Replica of Davy Crockett's birthplace
Replica of Davy Crockett's birthplace in Greene County, Tennessee. Image available on the Internet and included in accordance with Title 17 U.S.C. Section 107.

Crockett, David (1786–1836).David (Davy) Crockett, frontiersman, congressman, and defender of the Alamo, son of John and Rebecca (Hawkins) Crockett, was born in Greene County, Tennessee, on August 17, 1786. In 1798, two years after the Crocketts opened a tavern on the road from Knoxville to Abingdon, Virginia, John Crockett hired his son out to Jacob Siler to help drive a herd of cattle to Rockbridge County, Virginia. Siler tried to detain David by force after the job was completed, but the boy escaped at night by walking seven miles in two hours through knee-deep snow. He eventually made his way home in late 1798 or early 1799. Soon afterward he started school, but preferred playing hooky and ran away to escape his father's punishment. This "strategic withdrawal," as Crockett called it, lasted 2½ years while he worked as a wagoner and day-laborer and at odd jobs to support himself. When he returned home in 1802 he had grown so much that his family did not recognize him at first. When they did, he found that all was forgiven. Crockett reciprocated their generosity by working for about a year to discharge his father's debts, which totaled seventy-six dollars, and subsequently returned to school for six months.
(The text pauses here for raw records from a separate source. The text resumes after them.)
//! Unit tests for dispatch, client bookkeeping and registration.

use std::sync::Arc;
use std::time::Duration;

use serde::Deserialize;
use serde::Serialize;
use tokio::io::DuplexStream;

use duowire::Binary;
use duowire::Codec;
use duowire::Deferred;
use duowire::ErrorCode;
use duowire::ErrorObject;
use duowire::Format;
use duowire::Json;
use duowire::RequestFrame;
use duowire::ResponseFrame;

use crate::client::Client;
use crate::error::Error;
use crate::methods;
use crate::methods::TypeInfo;
use crate::server::Registrar;
use crate::server::Server;
use crate::server::Service;

fn init_tracing() {
    let _ = tracing_subscriber::fmt()
        .with_env_filter(tracing_subscriber::EnvFilter::from_default_env())
        .with_test_writer()
        .try_init();
}

/// A server whose responses go nowhere; the far end is returned to keep the
/// pipe open.
fn server<F: Format + Default>() -> (Server<F>, DuplexStream) {
    let (near, far) = tokio::io::duplex(64 * 1024);
    (Server::new(Arc::new(Codec::new(F::default(), near))), far)
}

fn json(server: &Server<Json>, text: &str) -> Deferred<Json> {
    Deferred::new(server.codec().format().clone(), Some(text.as_bytes().to_vec()))
}

fn request<F: Format>(id: i64, method: &str, params: Vec<Deferred<F>>) -> RequestFrame<F> {
    RequestFrame::new(id, method, params)
}

fn error_of<F>(response: &ResponseFrame<F>) -> &ErrorObject {
    response.error.as_ref().expect("expected an error response")
}

async fn add(a: i64, b: i64) -> anyhow::Result<i64> {
    Ok(a + b)
}

#[tokio::test]
async fn handle_success() {
    init_tracing();
    let (server, _far) = server::<Json>();
    server.register_fn("add", add).unwrap();

    let params = vec![json(&server, "10"), json(&server, "20")];
    let response = server.handle(request(1, "add", params)).await;

    assert_eq!(response.id, 1);
    assert!(response.error.is_none());
    assert_eq!(response.result.unwrap().decode::<i64>().unwrap(), 30);
}

#[tokio::test]
async fn handle_unknown_method() {
    let (server, _far) = server::<Json>();
    server.register_fn("add", add).unwrap();

    let response = server.handle(request(2, "sub", vec![])).await;
    assert_eq!(response.id, 2);
    assert!(error_of(&response).is(ErrorCode::MethodNotFound));
}

#[tokio::test]
async fn handle_bad_params() {
    let (server, _far) = server::<Json>();
    server.register_fn("add", add).unwrap();

    let wrong_type = vec![json(&server, r#""ab""#), json(&server, "20")];
    let response = server.handle(request(3, "add", wrong_type)).await;
    let error = error_of(&response);
    assert!(error.is(ErrorCode::InvalidParams));
    assert_eq!(error.message, "invalid params");

    let too_many = vec![json(&server, "1"), json(&server, "2"), json(&server, "3")];
    let response = server.handle(request(4, "add", too_many)).await;
    assert!(error_of(&response).is(ErrorCode::InvalidParams));

    let too_few = vec![json(&server, "1")];
    let response = server.handle(request(5, "add", too_few)).await;
    assert!(error_of(&response).is(ErrorCode::InvalidParams));
}

#[tokio::test]
async fn handle_nil_params_as_zero() {
    #[derive(Debug, Default, PartialEq, Serialize, Deserialize)]
    struct Options {
        verbose: bool,
        depth: u32,
    }

    let (server, _far) = server::<Json>();
    server
        .register_fn("describe", |name: String, opts: Options, n: i64| async move {
            Ok::<_, anyhow::Error>(format!("{}|{}|{}|{}", name, opts.verbose, opts.depth, n))
        })
        .unwrap();

    let format = server.codec().format().clone();
    let params = vec![
        Deferred::nil(format.clone()),
        Deferred::nil(format.clone()),
        Deferred::nil(format),
    ];
    let response = server.handle(request(6, "describe", params)).await;
    assert_eq!(response.result.unwrap().decode::<String>().unwrap(), "|false|0|0");
}

#[tokio::test]
async fn handler_errors_become_function_errors() {
    let (server, _far) = server::<Json>();
    server
        .register_fn("fail", || async { Err::<i64, _>(anyhow::anyhow!("disk on fire")) })
        .unwrap();

    let response = server.handle(request(7, "fail", vec![])).await;
    let error = error_of(&response);
    assert!(error.is(ErrorCode::FunctionError));
    assert!(error.message.contains("disk on fire"));
}

#[tokio::test]
async fn structured_errors_pass_through() {
    let (server, _far) = server::<Json>();
    server
        .register_fn("deny", || async { Err::<(), _>(ErrorObject::new(4001, "denied")) })
        .unwrap();
    server
        .register_fn("forward", || async {
            Err::<(), _>(Error::Rpc(ErrorCode::InvalidParams.into()))
        })
        .unwrap();

    let response = server.handle(request(8, "deny", vec![])).await;
    assert_eq!(error_of(&response), &ErrorObject::new(4001, "denied"));

    let response = server.handle(request(9, "forward", vec![])).await;
    assert!(error_of(&response).is(ErrorCode::InvalidParams));
}

#[tokio::test]
async fn panics_are_contained() {
    let (server, _far) = server::<Json>();
    server
        .register_fn("explode", |n: i64| async move {
            if n > 0 {
                panic!("boom {}", n);
            }
            Ok::<i64, anyhow::Error>(n)
        })
        .unwrap();

    let response = server.handle(request(10, "explode", vec![json(&server, "3")])).await;
    let error = error_of(&response);
    assert!(error.is(ErrorCode::FunctionError));
    assert!(error.message.contains("boom 3"));

    // the server keeps serving
    let response = server.handle(request(11, "explode", vec![json(&server, "0")])).await;
    assert_eq!(response.result.unwrap().decode::<i64>().unwrap(), 0);
}

#[tokio::test]
async fn unit_results_are_null() {
    let (server, _far) = server::<Json>();
    server.register_fn("ping", || async { Ok::<(), anyhow::Error>(()) }).unwrap();

    let response = server.handle(request(12, "ping", vec![])).await;
    let result = response.result.unwrap();
    assert_eq!(result.raw(), Some(&b"null"[..]));
    result.decode::<()>().unwrap();
}

#[tokio::test]
async fn registration_rules() {
    let (server, _far) = server::<Json>();
    server.register_fn("add", add).unwrap();

    let err = server.register_fn("add", add).unwrap_err();
    assert!(matches!(err, methods::Error::Duplicate(name) if name == "add"));

    let err = server.register_fn("", add).unwrap_err();
    assert!(matches!(err, methods::Error::EmptyName));

    let signature = server.signature("add").unwrap();
    assert_eq!(signature.params, vec![TypeInfo::of::<i64>(), TypeInfo::of::<i64>()]);
    assert_eq!(signature.result, Some(TypeInfo::of::<i64>()));

    server.unregister("add").unwrap();
    assert!(server.methods().is_empty());
    assert!(matches!(server.unregister("add"), Err(methods::Error::NotFound(_))));
    server.register_fn("add", add).unwrap();
}

#[derive(Debug, Clone, PartialEq, Serialize, Deserialize)]
struct Item {
    sku: String,
    qty: u32,
}

#[tokio::test]
async fn binary_handlers_register_their_types() {
    let (server, _far) = server::<Binary>();
    server
        .register_fn("count", |items: Vec<Item>| async move {
            Ok::<_, anyhow::Error>(items.iter().map(|i| i.qty).sum::<u32>())
        })
        .unwrap();

    let registry = server.codec().format().registry();
    assert!(registry.contains::<Vec<Item>>());
    assert!(registry.contains::<u32>());
}

struct Inventory {
    stock: u32,
}

impl Inventory {
    async fn available(&self, sku: String) -> anyhow::Result<Item> {
        Ok(Item { sku, qty: self.stock })
    }
}

impl Service for Inventory {
    fn methods<F: Format>(self: Arc<Self>, registrar: &mut Registrar<F>) {
        let this = self;
        registrar
            .func("available", move |sku: String| {
                let this = this.clone();
                async move { this.available(sku).await }
            })
            .func("restock", |qty: u32| async move { Ok::<_, anyhow::Error>(qty) });
    }
}

struct Empty;

impl Service for Empty {
    fn methods<F: Format>(self: Arc<Self>, _registrar: &mut Registrar<F>) {}
}

#[tokio::test]
async fn services_register_all_or_nothing() {
    let (server, _far) = server::<Json>();
    assert_eq!(server.register_service(Arc::new(Inventory { stock: 5 })).unwrap(), 2);
    assert_eq!(server.methods(), vec!["available".to_string(), "restock".to_string()]);

    let response = server.handle(request(13, "available", vec![json(&server, r#""x1""#)])).await;
    assert_eq!(
        response.result.unwrap().decode::<Item>().unwrap(),
        Item { sku: "x1".into(), qty: 5 }
    );

    assert!(matches!(server.register_service(Arc::new(Empty)), Err(methods::Error::NoMethods)));

    // a clash leaves the table unchanged
    server.unregister("available").unwrap();
    let err = server.register_service(Arc::new(Inventory { stock: 1 })).unwrap_err();
    assert!(matches!(err, methods::Error::Duplicate(name) if name == "restock"));
    assert_eq!(server.methods(), vec!["restock".to_string()]);
}

fn client<F: Format + Default>(timeout: Duration) -> (Client<F>, DuplexStream) {
    let (near, far) = tokio::io::duplex(64 * 1024);
    (Client::new(Arc::new(Codec::new(F::default(), near)), timeout), far)
}

#[tokio::test]
async fn unknown_responses_are_dropped() {
    init_tracing();
    let (client, _far) = client::<Json>(Duration::from_secs(1));

    let format = client.codec().format().clone();
    let stray = ResponseFrame::success(99, Deferred::nil(format));
    assert!(!client.resolve(stray));
    assert_eq!(client.pending_calls(), 0);
}

#[tokio::test]
async fn timed_out_calls_leave_no_trace() {
    let (client, _far) = client::<Json>(Duration::from_millis(10));

    let err = client.call::<_, i64>("slow", (1,)).await.unwrap_err();
    assert!(matches!(err, Error::Timeout));
    assert_eq!(client.pending_calls(), 0);

    // the first call used id 1; its late answer finds nobody
    let format = client.codec().format().clone();
    assert!(!client.resolve(ResponseFrame::success(1, Deferred::nil(format))));
}

#[tokio::test]
async fn abandoned_calls_are_removed() {
    let (client, _far) = client::<Json>(Duration::ZERO);

    let call = client.call::<_, i64>("never", ());
    let outcome = tokio::time::timeout(Duration::from_millis(20), call).await;
    assert!(outcome.is_err());
    assert_eq!(client.pending_calls(), 0);
}

#[tokio::test]
async fn closed_codec_means_disconnected() {
    let (client, _far) = client::<Json>(Duration::from_secs(1));
    client.codec().close().await.unwrap();

    let err = client.call::<_, i64>("add", (1, 2)).await.unwrap_err();
    assert!(matches!(err, Error::Disconnected));
    assert_eq!(client.pending_calls(), 0);
}

#[tokio::test]
async fn empty_method_names_are_rejected_locally() {
    let (client, _far) = client::<Json>(Duration::from_secs(1));
    let err = client.call::<_, i64>("", ()).await.unwrap_err();
    assert!(err.is(ErrorCode::InvalidRequest));
}

#[tokio::test]
async fn declared_shapes_are_checked() {
    let (client, _far) = client::<Binary>(Duration::from_secs(1));

    let echo = client.declare::<(String,), String>("echo").unwrap();
    assert_eq!(echo.name(), "echo");
    assert!(client.codec().format().registry().contains::<String>());

    let err = client.declare::<(String,), String>("echo").unwrap_err();
    assert!(matches!(err, methods::Error::Duplicate(_)));

    client.method::<(String,), String>("echo").unwrap();
    let err = client.method::<(i64,), String>("echo").unwrap_err();
    assert!(matches!(err, methods::Error::SignatureMismatch { .. }));
    let err = client.method::<(), ()>("missing").unwrap_err();
    assert!(matches!(err, methods::Error::NotFound(_)));

    assert_eq!(client.declared(), vec!["echo".to_string()]);
}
On October 21, 1805, Crockett took out a license to marry Margaret Elder of Dandridge, Tennessee, but was jilted by her, perhaps justly, since local legend intimated that he was a less than constant suitor. He recovered quickly from the experience, courted Mary (Polly) Finley, and married her on August 16, 1806, in Jefferson County; they remained in the mountains of East Tennessee for just over five years. Sometime after September 11, 1811, David, Polly, and their two sons, John Wesley and William, settled on the Mulberry Fork of Elk River in Lincoln County, Tennessee; they moved again in 1813, to the Rattlesnake Spring branch of Bean's Creek in Franklin County, Tennessee, near what is now the Alabama border. Crockett named his homestead "Kentuck."

Battle of Tallushatchee
Battle of Tallushatchee, in which Davy Crockett fought at the beginning of his military career. Image available on the Internet and included in accordance with Title 17 U.S.C. Section 107.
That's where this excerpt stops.